- Data shown -
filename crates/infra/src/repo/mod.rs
//! Repository interfaces.
//!
//! One trait per entity, written against domain types only — no backend
//! leaks through the signatures. Implementations must enforce:
//!
//! - **Uniqueness**: usernames and emails (per table), and the
//!   `(patient, doctor)` mapping pair, atomically with the insert.
//! - **Cascade delete**: removing a patient or doctor removes every mapping
//!   that references it.
//! - **Owner scoping**: the patient lookups that take a `UserId` must never
//!   return another user's record.

use async_trait::async_trait;
use thiserror::Error;

use caremap_auth::User;
use caremap_core::{DoctorId, MappingId, PatientId, UserId};
use caremap_records::{Doctor, Mapping, MappingView, Patient};

pub mod in_memory;
pub mod postgres;

/// Repository operation error.
///
/// Infrastructure-level failures only; field validation happens in the domain
/// layer before a record ever reaches a repository.
#[derive(Debug, Error)]
pub enum RepoError {
    /// A uniqueness constraint was violated.
    #[error("{message}")]
    Duplicate {
        field: &'static str,
        message: String,
    },

    /// The targeted record does not exist.
    #[error("not found")]
    NotFound,

    /// Backend failure (connection, query, pool). Logged, never surfaced in
    /// detail to API callers.
    #[error("storage error: {0}")]
    Storage(String),
}

impl RepoError {
    pub fn duplicate(field: &'static str, message: impl Into<String>) -> Self {
        Self::Duplicate {
            field,
            message: message.into(),
        }
    }
}

pub type RepoResult<T> = Result<T, RepoError>;

/// Account store: users and their credentials.
#[async_trait]
pub trait UserRepository: Send + Sync {
    /// Insert a new user; fails with `Duplicate` on username/email collision.
    async fn insert_user(&self, user: User) -> RepoResult<User>;

    async fn find_user(&self, id: UserId) -> RepoResult<Option<User>>;

    async fn find_user_by_username(&self, username: &str) -> RepoResult<Option<User>>;
}

/// Patient records, owner-scoped throughout.
///
/// All lookups take the requesting owner: a miss and a foreign record are
/// indistinguishable by design.
#[async_trait]
pub trait PatientRepository: Send + Sync {
    /// Insert a new patient; fails with `Duplicate` on email collision.
    async fn insert_patient(&self, patient: Patient) -> RepoResult<Patient>;

    async fn list_patients(&self, owner: UserId) -> RepoResult<Vec<Patient>>;

    async fn find_patient(&self, owner: UserId, id: PatientId) -> RepoResult<Option<Patient>>;

    /// Persist an updated record; fails with `Duplicate` if the new email
    /// collides with another patient, `NotFound` if the record is gone.
    async fn update_patient(&self, patient: Patient) -> RepoResult<Patient>;

    /// Delete an owned patient and cascade its mappings. `NotFound` covers
    /// both absence and foreign ownership.
    async fn delete_patient(&self, owner: UserId, id: PatientId) -> RepoResult<()>;
}

/// Doctor records. Listing and lookup are system-wide (shared directory);
/// ownership is enforced by the caller via the `owns` predicate.
#[async_trait]
pub trait DoctorRepository: Send + Sync {
    /// Insert a new doctor; fails with `Duplicate` on email collision.
    async fn insert_doctor(&self, doctor: Doctor) -> RepoResult<Doctor>;

    async fn list_doctors(&self) -> RepoResult<Vec<Doctor>>;

    async fn find_doctor(&self, id: DoctorId) -> RepoResult<Option<Doctor>>;

    async fn update_doctor(&self, doctor: Doctor) -> RepoResult<Doctor>;

    /// Delete a doctor and cascade its mappings.
    async fn delete_doctor(&self, id: DoctorId) -> RepoResult<()>;
}

/// Patient-doctor mappings.
#[async_trait]
pub trait MappingRepository: Send + Sync {
    /// Insert a new mapping. The duplicate-pair check is atomic with the
    /// insert: two concurrent creations of the same pair cannot both succeed.
    async fn insert_mapping(&self, mapping: Mapping) -> RepoResult<MappingView>;

    async fn list_mappings(&self) -> RepoResult<Vec<MappingView>>;

    async fn list_mappings_for_patient(&self, patient_id: PatientId) -> RepoResult<Vec<MappingView>>;

    async fn find_mapping(&self, id: MappingId) -> RepoResult<Option<Mapping>>;

    async fn delete_mapping(&self, id: MappingId) -> RepoResult<()>;
}
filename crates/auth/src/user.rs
//! User account record and registration validation.
//!
//! # Invariants
//! - `username` and `email` are globally unique (enforced by the user
//!   repository at insert).
//! - The password is stored only as an argon2id hash and never serialized.

use chrono::{DateTime, Utc};
use serde::{Deserialize, Serialize};

use caremap_core::{fields, DomainError, DomainResult, FieldErrors, UserId};

use crate::password;

/// A registered user: the root of ownership for patients and doctors.
#[derive(Debug, Clone, PartialEq, Eq, Serialize)]
pub struct User {
    pub id: UserId,
    pub username: String,
    pub email: String,
    /// PHC-format argon2id hash. Write-only at the API surface.
    #[serde(skip_serializing)]
    pub password_hash: String,
    pub created_at: DateTime<Utc>,
}

impl User {
    /// Verify a login attempt against the stored credential.
    pub fn verify_password(&self, plain: &str) -> bool {
        password::verify_password(plain, &self.password_hash)
    }
}

/// Registration input: desired username, email and plaintext password.
#[derive(Debug, Clone, Deserialize)]
pub struct RegisterDraft {
    pub username: String,
    pub email: String,
    pub password: String,
}

impl RegisterDraft {
    /// Validate the draft and produce a user with a hashed credential.
    ///
    /// Uniqueness of username/email is checked by the repository; everything
    /// field-shaped is checked here.
    pub fn into_user(self, now: DateTime<Utc>) -> DomainResult<User> {
        let mut errors = FieldErrors::new();

        let username = fields::required(&mut errors, "username", &self.username);
        fields::max_length(&mut errors, "username", &username, 150);
        let email = fields::email(&mut errors, "email", &self.email);
        password::check_policy(&mut errors, &self.password);

        errors.into_result()?;

        let password_hash = password::hash_password(&self.password)
            .map_err(|e| DomainError::validation("password", e.to_string()))?;

        Ok(User {
            id: UserId::new(),
            username,
            email,
            password_hash,
            created_at: now,
        })
    }
}

#[cfg(test)]
mod tests {
    use super::*;

    fn draft() -> RegisterDraft {
        RegisterDraft {
            username: "alice".to_string(),
            email: "alice@example.com".to_string(),
            password: "s3cure-enough".to_string(),
        }
    }

    #[test]
    fn register_hashes_the_password() {
        let user = draft().into_user(Utc::now()).unwrap();

        assert_eq!(user.username, "alice");
        assert_ne!(user.password_hash, "s3cure-enough");
        assert!(user.verify_password("s3cure-enough"));
        assert!(!user.verify_password("wrong"));
    }

    #[test]
    fn short_password_is_a_field_error() {
        let mut d = draft();
        d.password = "short".to_string();

        let err = d.into_user(Utc::now()).unwrap_err();
        let DomainError::Validation(errors) = err else {
            panic!("expected validation error");
        };
        assert!(errors.iter().any(|e| e.field == "password"));
    }

    #[test]
    fn blank_username_and_bad_email_are_field_errors() {
        let mut d = draft();
        d.username = " ".to_string();
        d.email = "nope".to_string();

        let err = d.into_user(Utc::now()).unwrap_err();
        let DomainError::Validation(errors) = err else {
            panic!("expected validation error");
        };
        assert!(errors.iter().any(|e| e.field == "username"));
        assert!(errors.iter().any(|e| e.field == "email"));
    }

    #[test]
    fn serialized_user_never_contains_the_hash() {
        let user = draft().into_user(Utc::now()).unwrap();
        let json = serde_json::to_value(&user).unwrap();
        assert!(json.get("password_hash").is_none());
        assert!(json.get("password").is_none());
    }
}
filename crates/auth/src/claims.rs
//! JWT claims model.

use serde::{Deserialize, Serialize};

use caremap_core::UserId;

/// Which half of a token pair a claim set belongs to.
///
/// Access tokens authenticate requests; refresh tokens may only be exchanged
/// for a new access token. Presenting one where the other is expected fails
/// validation.
#[derive(Debug, Clone, Copy, PartialEq, Eq, Serialize, Deserialize)]
#[serde(rename_all = "snake_case")]
pub enum TokenKind {
    Access,
    Refresh,
}

impl core::fmt::Display for TokenKind {
    fn fmt(&self, f: &mut core::fmt::Formatter<'_>) -> core::fmt::Result {
        match self {
            TokenKind::Access => write!(f, "access"),
            TokenKind::Refresh => write!(f, "refresh"),
        }
    }
}

/// Claims carried by every token this service issues.
///
/// `iat`/`exp` are Unix timestamps in seconds, as the signing library expects.
#[derive(Debug, Clone, PartialEq, Eq, Serialize, Deserialize)]
pub struct Claims {
    /// Subject: the authenticated user.
    pub sub: UserId,

    /// Username at issue time (display convenience only; never authorization).
    pub username: String,

    /// Access or refresh.
    pub token_type: TokenKind,

    /// Issued-at (Unix seconds).
    pub iat: i64,

    /// Expiration (Unix seconds).
    pub exp: i64,
}
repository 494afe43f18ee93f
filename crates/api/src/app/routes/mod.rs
use axum::Router;

pub mod auth;
pub mod doctors;
pub mod mappings;
pub mod patients;
pub mod system;

/// Router for all authenticated endpoints.
pub fn router() -> Router {
    Router::new()
        .nest("/patients", patients::router())
        .nest("/doctors", doctors::router())
        .nest("/mappings", mappings::router())
}
//! Ownership authorization predicate.
//!
//! Every non-uniformly-scoped read or mutation goes through [`owns`] before
//! touching a record, keeping the rule in one place instead of scattered
//! query filters.

use caremap_core::{Owned, UserId};

/// Whether `user` is the owner of `entity`.
pub fn owns<T: Owned>(user: UserId, entity: &T) -> bool {
    entity.owner() == user
}
//! `caremap-api` — HTTP surface for the patient/doctor registry.

pub mod app;
pub mod context;
pub mod middleware;
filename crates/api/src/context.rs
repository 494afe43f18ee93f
//! Request context.

use caremap_core::UserId;

/// The authenticated user for the current request.
///
/// Produced by the auth middleware from validated token claims and passed
/// explicitly to every handler — there is no ambient "current user".
#[derive(Debug, Clone)]
pub struct AuthedUser {
    pub user_id: UserId,
    pub username: String,
}
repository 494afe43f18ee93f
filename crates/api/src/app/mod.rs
//! HTTP API application wiring (Axum router + service wiring).
//!
//! Folder layout:
//! - `services.rs`: infrastructure wiring (repositories, token service)
//! - `routes/`: HTTP routes + handlers (one file per domain area)
//! - `dto.rs`: request/response DTOs and JSON mapping helpers
//! - `errors.rs`: consistent error responses

use std::sync::Arc;

use axum::body::Body;
use axum::http::{Request, Uri};
use axum::{routing::get, Extension, Router};

use crate::middleware;

pub mod dto;
pub mod errors;
pub mod routes;
pub mod services;

pub use services::AppServices;

/// Build the full HTTP router (public entrypoint used by `main.rs` and the
/// black-box tests).
pub fn build_app(services: Arc<AppServices>) -> Router {
    let auth_state = middleware::AuthState {
        validator: services.tokens.clone(),
    };

    // Protected routes: require a valid access token.
    let protected = routes::router()
        .layer(Extension(services.clone()))
        .layer(axum::middleware::from_fn_with_state(
            auth_state,
            middleware::auth_middleware,
        ));

    Router::new()
        .route("/health", get(routes::system::health))
        .nest("/auth", routes::auth::router().layer(Extension(services)))
        .merge(protected)
        .layer(axum::middleware::map_request(strip_trailing_slash))
}

/// Accept trailing-slash paths (`/patients/`) by normalizing them to the
/// canonical form before routing; existing clients use both spellings.
async fn strip_trailing_slash(mut req: Request<Body>) -> Request<Body> {
    let uri = req.uri();
    let path = uri.path();
    if path.len() > 1 && path.ends_with('/') {
        let stripped = path.trim_end_matches('/');
        let path_and_query = match uri.query() {
            Some(q) => format!("{stripped}?{q}"),
            None => stripped.to_string(),
        };

        let mut parts = uri.clone().into_parts();
        if let Ok(pq) = path_and_query.parse() {
            parts.path_and_query = Some(pq);
            if let Ok(new_uri) = Uri::from_parts(parts) {
                *req.uri_mut() = new_uri;
            }
        }
    }
    req
}
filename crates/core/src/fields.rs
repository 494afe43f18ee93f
//! Field validation helpers shared by record drafts.

use crate::error::FieldErrors;

/// Require a non-empty (after trim) value, returning the trimmed form.
pub fn required(errors: &mut FieldErrors, field: &'static str, value: &str) -> String {
    let trimmed = value.trim();
    if trimmed.is_empty() {
        errors.push(field, "This field may not be blank.");
    }
    trimmed.to_string()
}

/// Enforce a maximum character length.
pub fn max_length(errors: &mut FieldErrors, field: &'static str, value: &str, max: usize) {
    if value.chars().count() > max {
        errors.push(
            field,
            format!("Ensure this field has no more than {max} characters."),
        );
    }
}

/// Basic email shape check; returns the normalized (trimmed, lowercased) form.
pub fn email(errors: &mut FieldErrors, field: &'static str, value: &str) -> String {
    let normalized = value.trim().to_lowercase();
    if normalized.is_empty() || !normalized.contains('@') {
        errors.push(field, "Enter a valid email address.");
    }
    normalized
}

/// Require a non-negative integer (drafts accept signed input so a negative
/// number is a field error rather than a deserialization failure).
pub fn non_negative(errors: &mut FieldErrors, field: &'static str, value: i64) -> u32 {
    if value < 0 {
        errors.push(field, "Ensure this value is greater than or equal to 0.");
        return 0;
    }
    match u32::try_from(value) {
        Ok(v) => v,
        Err(_) => {
            errors.push(field, "Value is too large.");
            0
        }
    }
}

#[cfg(test)]
mod tests {
    use super::*;

    #[test]
    fn required_trims_and_flags_blank() {
        let mut errors = FieldErrors::new();
        assert_eq!(required(&mut errors, "name", "  Bob "), "Bob");
        assert!(errors.is_empty());

        required(&mut errors, "name", "   ");
        assert!(!errors.is_empty());
    }

    #[test]
    fn email_normalizes_and_flags_invalid() {
        let mut errors = FieldErrors::new();
        assert_eq!(email(&mut errors, "email", " Bob@X.COM "), "bob@x.com");
        assert!(errors.is_empty());

        email(&mut errors, "email", "not-an-email");
        assert!(!errors.is_empty());
    }

    #[test]
    fn non_negative_rejects_negative_input() {
        let mut errors = FieldErrors::new();
        assert_eq!(non_negative(&mut errors, "age", 30), 30);
        assert!(errors.is_empty());

        non_negative(&mut errors, "age", -1);
        assert!(!errors.is_empty());
    }
}
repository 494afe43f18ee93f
//! Doctor CRUD.
//!
//! Listing is system-wide (doctors act as a shared directory), but every
//! detail operation checks ownership explicitly and answers 403 for a doctor
//! that exists under another user — unlike the patient routes' uniform 404.

use std::sync::Arc;

use axum::{
    extract::{Extension, Path},
    http::StatusCode,
    response::IntoResponse,
    routing::get,
    Json, Router,
};

use caremap_auth::owns;
use caremap_core::DoctorId;
use caremap_records::{Doctor, DoctorDraft, DoctorUpdate};

use crate::app::services::AppServices;
use crate::app::{dto, errors};
use crate::context::AuthedUser;

pub fn router() -> Router {
    Router::new()
        .route("/", get(list_doctors).post(create_doctor))
        .route(
            "/:id",
            get(get_doctor)
                .put(replace_doctor)
                .patch(modify_doctor)
                .delete(delete_doctor),
        )
}

fn not_found() -> axum::response::Response {
    errors::json_error(StatusCode::NOT_FOUND, "Doctor not found")
}

fn forbidden() -> axum::response::Response {
    errors::json_error(
        StatusCode::FORBIDDEN,
        "You do not have permission to access this doctor",
    )
}

/// Load a doctor and authorize the caller: 404 if absent, 403 if owned by
/// someone else.
async fn load_owned(
    services: &AppServices,
    user: &AuthedUser,
    raw_id: &str,
) -> Result<Doctor, axum::response::Response> {
    let id: DoctorId = raw_id
        .parse()
        .map_err(|_| errors::json_error(StatusCode::BAD_REQUEST, "invalid id"))?;

    let doctor = match services.doctors.find_doctor(id).await {
        Ok(Some(d)) => d,
        Ok(None) => return Err(not_found()),
        Err(e) => return Err(errors::repo_error_to_response(e)),
    };

    if !owns(user.user_id, &doctor) {
        return Err(forbidden());
    }
    Ok(doctor)
}

pub async fn list_doctors(
    Extension(services): Extension<Arc<AppServices>>,
    Extension(_user): Extension<AuthedUser>,
) -> axum::response::Response {
    match services.doctors.list_doctors().await {
        Ok(doctors) => {
            let items: Vec<_> = doctors.iter().map(dto::doctor_to_json).collect();
            (StatusCode::OK, Json(items)).into_response()
        }
        Err(e) => errors::repo_error_to_response(e),
    }
}

pub async fn create_doctor(
    Extension(services): Extension<Arc<AppServices>>,
    Extension(user): Extension<AuthedUser>,
    Json(body): Json<DoctorDraft>,
) -> axum::response::Response {
    let doctor = match body.into_doctor(user.user_id) {
        Ok(d) => d,
        Err(e) => return errors::domain_error_to_response(e),
    };

    match services.doctors.insert_doctor(doctor).await {
        Ok(d) => {
            tracing::info!(doctor_id = %d.id, "doctor created");
            (StatusCode::CREATED, Json(dto::doctor_to_json(&d))).into_response()
        }
        Err(e) => errors::repo_error_to_response(e),
    }
}

pub async fn get_doctor(
    Extension(services): Extension<Arc<AppServices>>,
    Extension(user): Extension<AuthedUser>,
    Path(id): Path<String>,
) -> axum::response::Response {
    match load_owned(&services, &user, &id).await {
        Ok(d) => (StatusCode::OK, Json(dto::doctor_to_json(&d))).into_response(),
        Err(resp) => resp,
    }
}

/// PUT: full replace — every mutable field is required.
pub async fn replace_doctor(
    Extension(services): Extension<Arc<AppServices>>,
    Extension(user): Extension<AuthedUser>,
    Path(id): Path<String>,
    Json(body): Json<DoctorDraft>,
) -> axum::response::Response {
    let update = DoctorUpdate {
        name: Some(body.name),
        email: Some(body.email),
        phone: Some(body.phone),
        specialization: Some(body.specialization),
        experience_years: Some(body.experience_years),
        clinic_address: Some(body.clinic_address),
    };
    apply_update(services, user, &id, update).await
}

/// PATCH: partial update — absent fields are left untouched.
pub async fn modify_doctor(
    Extension(services): Extension<Arc<AppServices>>,
    Extension(user): Extension<AuthedUser>,
    Path(id): Path<String>,
    Json(body): Json<DoctorUpdate>,
) -> axum::response::Response {
    apply_update(services, user, &id, body).await
}

async fn apply_update(
    services: Arc<AppServices>,
    user: AuthedUser,
    raw_id: &str,
    update: DoctorUpdate,
) -> axum::response::Response {
    let mut doctor = match load_owned(&services, &user, raw_id).await {
        Ok(d) => d,
        Err(resp) => return resp,
    };

    if let Err(e) = update.apply_to(&mut doctor) {
        return errors::domain_error_to_response(e);
    }

    match services.doctors.update_doctor(doctor).await {
        Ok(d) => (StatusCode::OK, Json(dto::doctor_to_json(&d))).into_response(),
        Err(e) => errors::repo_error_to_response(e),
    }
}

pub async fn delete_doctor(
    Extension(services): Extension<Arc<AppServices>>,
    Extension(user): Extension<AuthedUser>,
    Path(id): Path<String>,
) -> axum::response::Response {
    let doctor = match load_owned(&services, &user, &id).await {
        Ok(d) => d,
        Err(resp) => return resp,
    };

    match services.doctors.delete_doctor(doctor.id).await {
        Ok(()) => {
            tracing::info!(doctor_id = %doctor.id, "doctor deleted");
            StatusCode::NO_CONTENT.into_response()
        }
        Err(e) => errors::repo_error_to_response(e),
    }
}
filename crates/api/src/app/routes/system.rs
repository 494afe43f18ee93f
use axum::{http::StatusCode, response::IntoResponse, Json};

pub async fn health() -> axum::response::Response {
    (StatusCode::OK, Json(serde_json::json!({ "status": "ok" }))).into_response()
}
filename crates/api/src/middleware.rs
use std::sync::Arc;

use axum::{
    extract::State,
    http::{HeaderMap, StatusCode},
    middleware::Next,
    response::Response,
};
use chrono::Utc;

use caremap_auth::{TokenKind, TokenValidator};

use crate::app::errors;
use crate::context::AuthedUser;

#[derive(Clone)]
pub struct AuthState {
    pub validator: Arc<dyn TokenValidator>,
}

/// Require a valid bearer access token and attach the authenticated user to
/// the request.
pub async fn auth_middleware(
    State(state): State<AuthState>,
    mut req: axum::http::Request<axum::body::Body>,
    next: Next,
) -> Response {
    let token = match extract_bearer(req.headers()) {
        Ok(t) => t,
        Err(resp) => return resp,
    };

    let claims = match state.validator.validate(&token, TokenKind::Access, Utc::now()) {
        Ok(c) => c,
        Err(_) => {
            return errors::json_error(StatusCode::UNAUTHORIZED, "Token is invalid or expired");
        }
    };

    req.extensions_mut().insert(AuthedUser {
        user_id: claims.sub,
        username: claims.username,
    });

    next.run(req).await
}

fn extract_bearer(headers: &HeaderMap) -> Result<String, Response> {
    let missing = || {
        errors::json_error(
            StatusCode::UNAUTHORIZED,
            "Authentication credentials were not provided.",
        )
    };

    let header = headers
        .get(axum::http::header::AUTHORIZATION)
        .ok_or_else(missing)?;

    let header = header.to_str().map_err(|_| missing())?;

    let token = header.strip_prefix("Bearer ").ok_or_else(missing)?.trim();
    if token.is_empty() {
        return Err(missing());
    }

    Ok(token.to_string())
}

- Aim of the exercise -
Select and copy each line from the data that includes the word "parts".

- Result of the task -
        let mut parts = uri.clone().into_parts();
            parts.path_and_query = Some(pq);
            if let Ok(new_uri) = Uri::from_parts(parts) {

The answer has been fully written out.